Your instructions:
Copy the result of filtering the entries below for lines that include the string "escalate".

Entries provided:
• • • •

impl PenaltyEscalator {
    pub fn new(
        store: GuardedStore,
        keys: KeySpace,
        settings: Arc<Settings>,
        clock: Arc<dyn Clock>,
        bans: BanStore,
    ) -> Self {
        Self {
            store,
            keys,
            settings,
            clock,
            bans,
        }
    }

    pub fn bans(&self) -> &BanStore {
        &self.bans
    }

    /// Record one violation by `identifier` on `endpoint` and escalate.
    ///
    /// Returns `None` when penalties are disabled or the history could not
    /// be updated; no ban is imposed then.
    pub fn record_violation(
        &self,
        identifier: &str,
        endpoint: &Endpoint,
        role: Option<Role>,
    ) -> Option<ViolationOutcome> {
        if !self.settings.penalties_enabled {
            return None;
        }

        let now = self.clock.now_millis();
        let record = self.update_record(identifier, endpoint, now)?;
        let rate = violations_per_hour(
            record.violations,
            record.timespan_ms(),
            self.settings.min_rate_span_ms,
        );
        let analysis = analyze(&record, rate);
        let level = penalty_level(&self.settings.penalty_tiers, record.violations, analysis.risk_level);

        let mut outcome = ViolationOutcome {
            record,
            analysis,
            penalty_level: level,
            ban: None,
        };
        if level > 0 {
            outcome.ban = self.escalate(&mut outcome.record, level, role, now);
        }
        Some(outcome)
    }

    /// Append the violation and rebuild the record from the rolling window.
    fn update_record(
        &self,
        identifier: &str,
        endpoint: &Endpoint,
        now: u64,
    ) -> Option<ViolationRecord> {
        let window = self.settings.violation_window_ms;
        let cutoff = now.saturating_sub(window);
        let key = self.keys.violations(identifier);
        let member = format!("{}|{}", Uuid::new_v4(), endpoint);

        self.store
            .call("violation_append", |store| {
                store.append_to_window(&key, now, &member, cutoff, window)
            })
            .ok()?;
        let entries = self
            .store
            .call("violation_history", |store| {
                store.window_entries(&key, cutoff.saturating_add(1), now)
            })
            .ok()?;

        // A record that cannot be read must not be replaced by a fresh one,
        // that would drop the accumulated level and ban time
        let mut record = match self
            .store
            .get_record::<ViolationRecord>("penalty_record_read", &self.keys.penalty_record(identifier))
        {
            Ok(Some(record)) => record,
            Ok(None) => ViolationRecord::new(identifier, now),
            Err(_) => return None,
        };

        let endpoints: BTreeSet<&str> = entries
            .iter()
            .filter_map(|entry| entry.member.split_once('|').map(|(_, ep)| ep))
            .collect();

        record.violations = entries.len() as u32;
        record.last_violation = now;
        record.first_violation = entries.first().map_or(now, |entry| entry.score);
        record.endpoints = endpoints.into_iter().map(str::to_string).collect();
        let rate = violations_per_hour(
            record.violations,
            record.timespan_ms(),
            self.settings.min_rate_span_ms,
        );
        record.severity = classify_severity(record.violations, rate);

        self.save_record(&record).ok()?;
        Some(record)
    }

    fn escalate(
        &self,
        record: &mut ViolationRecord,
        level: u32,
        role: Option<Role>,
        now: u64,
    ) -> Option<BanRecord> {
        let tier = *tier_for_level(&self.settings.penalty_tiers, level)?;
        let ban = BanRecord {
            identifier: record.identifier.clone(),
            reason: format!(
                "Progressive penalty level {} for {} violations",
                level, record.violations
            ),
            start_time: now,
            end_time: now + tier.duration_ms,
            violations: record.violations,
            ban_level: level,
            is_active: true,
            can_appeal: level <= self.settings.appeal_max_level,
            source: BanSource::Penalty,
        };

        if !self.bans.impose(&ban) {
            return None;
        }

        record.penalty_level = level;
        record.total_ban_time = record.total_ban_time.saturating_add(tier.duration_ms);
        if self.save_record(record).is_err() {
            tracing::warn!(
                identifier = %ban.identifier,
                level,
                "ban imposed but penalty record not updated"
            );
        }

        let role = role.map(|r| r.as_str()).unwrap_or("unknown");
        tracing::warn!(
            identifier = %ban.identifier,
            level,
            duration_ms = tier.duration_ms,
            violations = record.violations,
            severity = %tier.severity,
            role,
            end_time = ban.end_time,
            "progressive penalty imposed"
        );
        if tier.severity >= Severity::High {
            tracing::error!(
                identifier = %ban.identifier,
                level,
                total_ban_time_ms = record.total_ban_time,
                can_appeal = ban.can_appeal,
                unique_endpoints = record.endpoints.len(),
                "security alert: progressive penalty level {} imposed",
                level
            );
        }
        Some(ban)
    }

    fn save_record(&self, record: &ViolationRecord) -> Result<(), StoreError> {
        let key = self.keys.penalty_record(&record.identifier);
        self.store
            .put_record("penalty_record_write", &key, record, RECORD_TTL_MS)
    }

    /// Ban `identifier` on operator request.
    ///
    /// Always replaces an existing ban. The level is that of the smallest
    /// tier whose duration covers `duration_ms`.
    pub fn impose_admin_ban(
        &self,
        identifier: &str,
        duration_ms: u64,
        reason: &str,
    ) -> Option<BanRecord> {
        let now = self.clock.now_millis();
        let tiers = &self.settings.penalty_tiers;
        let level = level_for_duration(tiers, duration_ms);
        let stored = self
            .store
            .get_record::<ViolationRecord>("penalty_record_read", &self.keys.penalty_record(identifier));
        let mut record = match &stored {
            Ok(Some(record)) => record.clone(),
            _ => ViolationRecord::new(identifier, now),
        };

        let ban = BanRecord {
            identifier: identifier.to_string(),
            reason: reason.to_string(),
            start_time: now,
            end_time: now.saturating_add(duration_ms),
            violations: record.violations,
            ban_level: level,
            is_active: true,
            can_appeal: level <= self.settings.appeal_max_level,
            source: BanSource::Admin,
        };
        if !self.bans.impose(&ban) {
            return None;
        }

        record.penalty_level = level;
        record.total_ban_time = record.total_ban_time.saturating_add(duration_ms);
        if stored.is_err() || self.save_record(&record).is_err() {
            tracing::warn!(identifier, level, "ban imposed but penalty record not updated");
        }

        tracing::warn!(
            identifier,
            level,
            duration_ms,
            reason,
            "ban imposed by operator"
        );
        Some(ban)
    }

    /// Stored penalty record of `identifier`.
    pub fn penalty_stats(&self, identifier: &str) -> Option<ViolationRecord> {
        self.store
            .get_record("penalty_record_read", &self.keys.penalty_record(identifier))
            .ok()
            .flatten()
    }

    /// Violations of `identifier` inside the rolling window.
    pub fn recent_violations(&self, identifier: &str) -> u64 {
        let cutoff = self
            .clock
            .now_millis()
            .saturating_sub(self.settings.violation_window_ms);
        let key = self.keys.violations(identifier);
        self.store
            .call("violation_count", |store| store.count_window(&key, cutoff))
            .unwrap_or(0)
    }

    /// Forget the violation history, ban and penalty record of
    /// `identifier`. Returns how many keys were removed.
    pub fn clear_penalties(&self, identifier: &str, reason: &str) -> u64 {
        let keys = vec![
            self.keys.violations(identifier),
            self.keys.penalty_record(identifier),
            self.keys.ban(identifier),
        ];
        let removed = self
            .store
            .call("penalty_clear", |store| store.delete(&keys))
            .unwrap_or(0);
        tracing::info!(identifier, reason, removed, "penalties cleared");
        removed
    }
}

• • • •

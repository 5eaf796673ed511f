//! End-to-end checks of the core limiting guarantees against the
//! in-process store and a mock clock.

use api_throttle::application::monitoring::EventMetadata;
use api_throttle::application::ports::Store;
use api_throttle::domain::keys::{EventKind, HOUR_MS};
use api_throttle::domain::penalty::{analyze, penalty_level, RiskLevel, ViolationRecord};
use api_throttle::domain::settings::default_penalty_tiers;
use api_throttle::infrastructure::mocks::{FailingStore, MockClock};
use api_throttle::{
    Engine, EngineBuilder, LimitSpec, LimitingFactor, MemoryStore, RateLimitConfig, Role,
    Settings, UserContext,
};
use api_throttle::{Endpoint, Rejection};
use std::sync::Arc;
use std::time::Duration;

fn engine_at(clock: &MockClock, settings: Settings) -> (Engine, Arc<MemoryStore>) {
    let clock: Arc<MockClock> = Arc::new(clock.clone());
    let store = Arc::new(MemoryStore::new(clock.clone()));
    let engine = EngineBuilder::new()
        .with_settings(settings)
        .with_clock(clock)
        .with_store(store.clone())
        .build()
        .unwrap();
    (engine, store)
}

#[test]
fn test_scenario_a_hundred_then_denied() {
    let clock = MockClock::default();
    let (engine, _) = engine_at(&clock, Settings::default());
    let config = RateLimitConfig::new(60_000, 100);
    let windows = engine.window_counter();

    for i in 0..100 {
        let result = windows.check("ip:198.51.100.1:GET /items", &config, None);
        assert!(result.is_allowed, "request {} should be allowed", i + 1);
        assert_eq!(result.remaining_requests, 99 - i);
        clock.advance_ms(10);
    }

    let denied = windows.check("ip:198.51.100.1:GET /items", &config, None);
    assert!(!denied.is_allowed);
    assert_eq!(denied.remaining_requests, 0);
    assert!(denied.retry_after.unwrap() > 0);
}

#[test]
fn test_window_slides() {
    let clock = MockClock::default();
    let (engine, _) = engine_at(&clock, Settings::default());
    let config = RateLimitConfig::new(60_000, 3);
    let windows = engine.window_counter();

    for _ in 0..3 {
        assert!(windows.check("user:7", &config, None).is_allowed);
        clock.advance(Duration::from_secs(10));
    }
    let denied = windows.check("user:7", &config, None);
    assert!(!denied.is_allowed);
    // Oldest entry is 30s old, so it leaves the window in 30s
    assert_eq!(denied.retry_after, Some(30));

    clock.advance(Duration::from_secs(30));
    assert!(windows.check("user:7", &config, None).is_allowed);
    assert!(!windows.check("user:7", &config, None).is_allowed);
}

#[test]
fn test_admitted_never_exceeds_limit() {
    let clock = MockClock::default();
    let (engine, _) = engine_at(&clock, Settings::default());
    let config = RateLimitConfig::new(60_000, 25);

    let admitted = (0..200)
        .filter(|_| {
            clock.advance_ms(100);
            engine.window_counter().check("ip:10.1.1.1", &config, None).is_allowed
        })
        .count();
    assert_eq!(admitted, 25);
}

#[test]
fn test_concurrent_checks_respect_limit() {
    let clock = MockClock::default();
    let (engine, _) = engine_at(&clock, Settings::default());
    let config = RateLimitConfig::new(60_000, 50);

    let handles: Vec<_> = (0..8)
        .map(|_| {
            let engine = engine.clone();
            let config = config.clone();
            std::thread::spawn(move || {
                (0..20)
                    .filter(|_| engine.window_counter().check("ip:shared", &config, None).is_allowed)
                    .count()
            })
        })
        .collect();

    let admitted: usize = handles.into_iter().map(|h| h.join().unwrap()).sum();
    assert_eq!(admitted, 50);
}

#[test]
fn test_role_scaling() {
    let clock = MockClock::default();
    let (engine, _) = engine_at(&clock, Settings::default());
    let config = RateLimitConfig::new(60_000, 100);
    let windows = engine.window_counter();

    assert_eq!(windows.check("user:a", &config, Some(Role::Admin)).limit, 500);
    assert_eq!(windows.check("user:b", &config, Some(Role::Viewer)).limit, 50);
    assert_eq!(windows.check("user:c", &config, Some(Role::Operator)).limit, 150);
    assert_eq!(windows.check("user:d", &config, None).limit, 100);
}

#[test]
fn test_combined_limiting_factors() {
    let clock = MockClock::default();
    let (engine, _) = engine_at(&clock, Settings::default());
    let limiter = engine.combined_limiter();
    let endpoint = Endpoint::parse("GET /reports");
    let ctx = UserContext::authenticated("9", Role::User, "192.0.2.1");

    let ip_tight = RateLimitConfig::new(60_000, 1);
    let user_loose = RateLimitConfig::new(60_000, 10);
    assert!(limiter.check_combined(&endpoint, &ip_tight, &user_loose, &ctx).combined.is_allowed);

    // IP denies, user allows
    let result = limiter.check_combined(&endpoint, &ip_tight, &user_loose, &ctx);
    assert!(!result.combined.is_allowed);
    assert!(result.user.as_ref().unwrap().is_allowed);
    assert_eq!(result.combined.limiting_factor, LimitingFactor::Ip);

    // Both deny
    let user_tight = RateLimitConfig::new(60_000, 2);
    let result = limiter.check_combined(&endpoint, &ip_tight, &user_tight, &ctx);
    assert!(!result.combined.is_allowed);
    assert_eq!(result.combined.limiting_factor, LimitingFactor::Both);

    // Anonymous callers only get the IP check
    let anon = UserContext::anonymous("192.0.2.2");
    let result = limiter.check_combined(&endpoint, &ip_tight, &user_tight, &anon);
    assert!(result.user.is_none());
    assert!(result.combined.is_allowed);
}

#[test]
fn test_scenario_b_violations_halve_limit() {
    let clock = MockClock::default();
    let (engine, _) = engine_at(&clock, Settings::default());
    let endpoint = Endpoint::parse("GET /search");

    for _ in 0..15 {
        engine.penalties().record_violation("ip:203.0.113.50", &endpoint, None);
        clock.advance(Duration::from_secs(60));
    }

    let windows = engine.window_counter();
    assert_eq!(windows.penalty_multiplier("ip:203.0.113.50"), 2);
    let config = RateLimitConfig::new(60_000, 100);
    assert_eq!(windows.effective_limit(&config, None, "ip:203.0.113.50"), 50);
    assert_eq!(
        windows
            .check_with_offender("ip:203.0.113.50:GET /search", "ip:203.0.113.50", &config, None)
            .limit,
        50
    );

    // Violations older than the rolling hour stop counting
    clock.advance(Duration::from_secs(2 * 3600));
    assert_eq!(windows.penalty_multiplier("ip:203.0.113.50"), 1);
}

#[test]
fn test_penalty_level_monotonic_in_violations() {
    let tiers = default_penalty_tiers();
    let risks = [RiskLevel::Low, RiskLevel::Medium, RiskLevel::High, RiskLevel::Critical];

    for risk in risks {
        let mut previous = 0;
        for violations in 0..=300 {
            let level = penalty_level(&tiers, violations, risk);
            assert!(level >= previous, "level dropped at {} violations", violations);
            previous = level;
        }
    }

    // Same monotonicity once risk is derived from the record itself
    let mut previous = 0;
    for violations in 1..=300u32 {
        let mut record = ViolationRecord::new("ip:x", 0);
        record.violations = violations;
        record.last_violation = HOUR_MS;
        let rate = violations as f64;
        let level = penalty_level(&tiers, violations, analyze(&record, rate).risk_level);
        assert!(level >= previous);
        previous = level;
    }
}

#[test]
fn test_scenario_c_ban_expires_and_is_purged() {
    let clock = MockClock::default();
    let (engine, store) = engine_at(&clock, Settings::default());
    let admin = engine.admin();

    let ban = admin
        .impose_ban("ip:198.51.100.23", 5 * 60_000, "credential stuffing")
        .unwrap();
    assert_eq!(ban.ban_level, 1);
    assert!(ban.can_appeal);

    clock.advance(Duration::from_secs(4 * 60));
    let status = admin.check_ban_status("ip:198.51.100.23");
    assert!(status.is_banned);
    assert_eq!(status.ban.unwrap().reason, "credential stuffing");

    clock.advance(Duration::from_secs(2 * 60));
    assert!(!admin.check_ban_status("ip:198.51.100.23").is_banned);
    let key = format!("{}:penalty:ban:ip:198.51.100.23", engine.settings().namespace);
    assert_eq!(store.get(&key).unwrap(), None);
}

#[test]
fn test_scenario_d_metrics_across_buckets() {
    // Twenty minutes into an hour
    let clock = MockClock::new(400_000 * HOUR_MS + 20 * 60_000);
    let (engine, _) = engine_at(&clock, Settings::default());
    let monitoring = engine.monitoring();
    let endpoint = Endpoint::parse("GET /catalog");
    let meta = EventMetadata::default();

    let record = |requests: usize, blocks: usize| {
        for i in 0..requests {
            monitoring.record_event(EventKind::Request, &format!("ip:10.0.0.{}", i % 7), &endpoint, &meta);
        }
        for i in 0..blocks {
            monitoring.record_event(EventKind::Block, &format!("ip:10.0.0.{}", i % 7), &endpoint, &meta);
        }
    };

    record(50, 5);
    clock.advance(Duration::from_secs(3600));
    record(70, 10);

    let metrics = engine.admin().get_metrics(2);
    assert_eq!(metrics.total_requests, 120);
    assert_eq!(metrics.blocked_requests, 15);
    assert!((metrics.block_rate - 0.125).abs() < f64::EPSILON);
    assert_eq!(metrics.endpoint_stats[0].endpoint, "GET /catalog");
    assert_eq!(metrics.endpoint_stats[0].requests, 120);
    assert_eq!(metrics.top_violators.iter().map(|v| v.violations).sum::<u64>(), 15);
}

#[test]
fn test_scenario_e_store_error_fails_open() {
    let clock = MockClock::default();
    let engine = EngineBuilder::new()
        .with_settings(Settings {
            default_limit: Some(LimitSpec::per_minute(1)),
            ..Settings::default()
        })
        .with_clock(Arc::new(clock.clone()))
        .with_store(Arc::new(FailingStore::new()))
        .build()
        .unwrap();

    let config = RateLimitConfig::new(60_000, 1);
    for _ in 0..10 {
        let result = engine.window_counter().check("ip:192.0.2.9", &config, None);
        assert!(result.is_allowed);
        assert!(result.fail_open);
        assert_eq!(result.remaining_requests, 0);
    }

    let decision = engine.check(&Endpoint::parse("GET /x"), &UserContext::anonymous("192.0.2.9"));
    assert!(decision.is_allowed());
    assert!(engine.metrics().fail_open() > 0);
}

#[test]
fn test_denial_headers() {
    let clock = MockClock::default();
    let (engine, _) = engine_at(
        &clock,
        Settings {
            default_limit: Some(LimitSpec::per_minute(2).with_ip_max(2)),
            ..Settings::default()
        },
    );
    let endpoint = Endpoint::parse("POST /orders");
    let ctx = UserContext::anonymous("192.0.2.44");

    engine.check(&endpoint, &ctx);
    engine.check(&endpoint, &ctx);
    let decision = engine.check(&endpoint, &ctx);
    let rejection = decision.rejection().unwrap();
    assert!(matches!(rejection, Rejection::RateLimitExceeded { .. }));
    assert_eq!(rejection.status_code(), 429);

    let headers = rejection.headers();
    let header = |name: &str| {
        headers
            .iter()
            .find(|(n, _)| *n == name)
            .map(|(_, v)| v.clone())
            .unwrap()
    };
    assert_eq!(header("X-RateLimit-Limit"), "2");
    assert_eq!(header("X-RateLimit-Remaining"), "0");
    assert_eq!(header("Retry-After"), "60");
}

• • • •

Output for this exercise:
    /// Record one violation by `identifier` on `endpoint` and escalate.
            outcome.ban = self.escalate(&mut outcome.record, level, role, now);
    fn escalate(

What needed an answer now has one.